Il s’agenouilla devant la tombe de son frère et tenta d’imaginer de quoi il avait l’air. Le mieux, c’était de penser à Mesure, son frère préféré, celui que les Rouges avaient capturé en même temps que lui. Vigor avait dû ressembler à Mesure. Ou Mesure ressemblait à Vigor. L’un et l’autre prêts à mourir au besoin pour le salut de leur famille. La mort de Vigor m’a sauvé la vie alors que je n’étais pas né, songea Alvin, et pourtant il s’est accroché jusqu’à son dernier souffle pour que je naisse septième fils d’un septième fils, avec tous mes frères aînés vivants.

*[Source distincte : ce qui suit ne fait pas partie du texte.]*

//! Alloy-backed implementations of the workflow capabilities.

use crate::abi::{
    decode_decimals, decode_u256, encode_allowance_call, encode_balance_of_call,
    encode_claimable_fees_call, encode_decimals_call, encode_operation,
    encode_staged_fees_call, require_contract,
};
use crate::config::{Contracts, CurrencyConfig};
use crate::error::{Result, WorkflowError};
use crate::rpc::{
    eth_call, get_balance, get_transaction_receipt, send_transaction, BlockPoller, RpcClient,
};
use crate::types::{address_to_hex, parse_address, Currency, NATIVE_SYMBOL};
use crate::workflow::amount::Range;
use crate::workflow::capability::{
    ChainState, ConfirmationRecord, ConfirmationStatus, CurrencyResolver, Operation, Submitter,
    TransactionHandle,
};
use crate::workflow::gas::GasOptions;
use alloy_primitives::{Address, Bytes, B256, U256};
use alloy_rpc_types::{TransactionInput, TransactionRequest};
use async_trait::async_trait;
use std::collections::BTreeMap;
use std::time::Duration;

/// The wallet's view of the vault contracts, plus the block poller the
/// confirmation waiter parks on.
pub struct AlloyChain {
    client: RpcClient,
    contracts: Contracts,
    poller: BlockPoller,
}

impl AlloyChain {
    pub fn new(client: RpcClient, contracts: Contracts, poll_interval: Duration) -> Self {
        let poller = BlockPoller::spawn(client.provider.clone(), poll_interval);
        Self {
            client,
            contracts,
            poller,
        }
    }

    async fn read_u256(&self, to: Address, data: Bytes) -> Result<U256> {
        let result = eth_call(&self.client, to, data).await?;
        decode_u256(&result)
    }
}

#[async_trait]
impl Submitter for AlloyChain {
    async fn submit(
        &self,
        operation: &Operation,
        options: &GasOptions,
    ) -> Result<TransactionHandle> {
        let call = encode_operation(operation, &self.contracts)?;
        let request = TransactionRequest {
            from: Some(self.client.owner),
            to: Some(call.to.into()),
            input: TransactionInput::new(call.data),
            value: call.value,
            gas: Some(options.gas_limit),
            gas_price: Some(options.gas_price),
            ..Default::default()
        };
        let hash = send_transaction(&self.client, request).await?;
        tracing::debug!(%operation, tx_hash = %hash, to = %call.to, "transaction sent");
        Ok(TransactionHandle { hash })
    }
}

#[async_trait]
impl ChainState for AlloyChain {
    async fn allowance(&self, currency: &Currency) -> Result<U256> {
        let Some(token) = currency.token_address() else {
            // Native deposits carry their value and never need approval.
            return Ok(U256::MAX);
        };
        let vault = require_contract(self.contracts.vault, "vault")?;
        self.read_u256(token, encode_allowance_call(self.client.owner, vault))
            .await
    }

    async fn balance(&self, currency: &Currency) -> Result<U256> {
        match currency.token_address() {
            None => get_balance(&self.client).await,
            Some(token) => {
                self.read_u256(token, encode_balance_of_call(self.client.owner))
                    .await
            }
        }
    }

    async fn claimable_fees(&self, range: &Range) -> Result<U256> {
        let distributor = require_contract(self.contracts.fee_distributor, "fee_distributor")?;
        self.read_u256(
            distributor,
            encode_claimable_fees_call(self.client.owner, range),
        )
        .await
    }

    async fn staged_fees(&self) -> Result<U256> {
        let distributor = require_contract(self.contracts.fee_distributor, "fee_distributor")?;
        self.read_u256(distributor, encode_staged_fees_call(self.client.owner))
            .await
    }

    async fn confirmation(&self, hash: B256) -> Result<ConfirmationStatus> {
        let Some(receipt) = get_transaction_receipt(&self.client, hash).await? else {
            return Ok(ConfirmationStatus::Pending);
        };
        let Some(block_number) = receipt.block_number else {
            return Ok(ConfirmationStatus::Pending);
        };
        if !receipt.status() {
            return Ok(ConfirmationStatus::Reverted);
        }
        Ok(ConfirmationStatus::Mined(ConfirmationRecord {
            transaction_hash: receipt.transaction_hash,
            block_number,
            gas_used: receipt.gas_used,
        }))
    }

    async fn block_advanced(&self) -> bool {
        self.poller.next_block().await
    }

    fn stop_polling(&self) {
        self.poller.stop();
    }
}

/// Look `symbol` up without touching the network: configured tokens first,
/// then the native currency. `None` when neither matches.
pub fn lookup_currency(
    configured: &BTreeMap<String, CurrencyConfig>,
    symbol: &str,
) -> Result<Option<Currency>> {
    let entry = configured
        .iter()
        .find(|(name, _)| name.eq_ignore_ascii_case(symbol));
    if let Some((name, entry)) = entry {
        let address = parse_address(&entry.address).map_err(|err| {
            WorkflowError::NotFound(format!("currencies.{name}.address: {err}"))
        })?;
        return Ok(Some(Currency::token(name.clone(), address, entry.decimals)));
    }
    if symbol.eq_ignore_ascii_case(NATIVE_SYMBOL) {
        return Ok(Some(Currency::native()));
    }
    Ok(None)
}

/// Resolves currencies from the `[currencies]` table, the native symbol, or
/// a raw token address whose decimals are read on-chain.
pub struct ConfiguredCurrencies {
    configured: BTreeMap<String, CurrencyConfig>,
    client: RpcClient,
}

impl ConfiguredCurrencies {
    pub fn new(configured: BTreeMap<String, CurrencyConfig>, client: RpcClient) -> Self {
        Self { configured, client }
    }
}

#[async_trait]
impl CurrencyResolver for ConfiguredCurrencies {
    async fn resolve(&self, symbol: &str) -> Result<Currency> {
        if let Some(currency) = lookup_currency(&self.configured, symbol)? {
            return Ok(currency);
        }

        let unknown = || WorkflowError::UnknownCurrency {
            symbol: symbol.to_string(),
        };
        let token = parse_address(symbol).map_err(|_| unknown())?;
        let decimals = match eth_call(&self.client, token, encode_decimals_call()).await {
            Ok(data) => decode_decimals(&data)?,
            Err(err) => {
                tracing::debug!(token = %address_to_hex(token), error = %err, "decimals lookup failed");
                return Err(unknown());
            }
        };
        tracing::info!(token = %address_to_hex(token), decimals, "resolved token by address");
        Ok(Currency::token(address_to_hex(token), token, decimals))
    }
}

Le même genre de force, de courage et d’esprit de sacrifice dont avait fait preuve Mesure, lui qui n’avait pas tué un seul homme rouge et avait failli mourir en essayant d’empêcher le carnage de la Tippy-Canoe, lorsqu’il avait tenu à partager la malédiction de son père et de ses frères, le sang sur ses mains, s’il ne racontait pas à tous les étrangers de passage la vérité sur le massacre des Rouges innocents. Aussi, quand Alvin s’agenouilla sur la tombe de Vigor, il se figura sur celle de Mesure, même s’il savait que Mesure n’était pas mort.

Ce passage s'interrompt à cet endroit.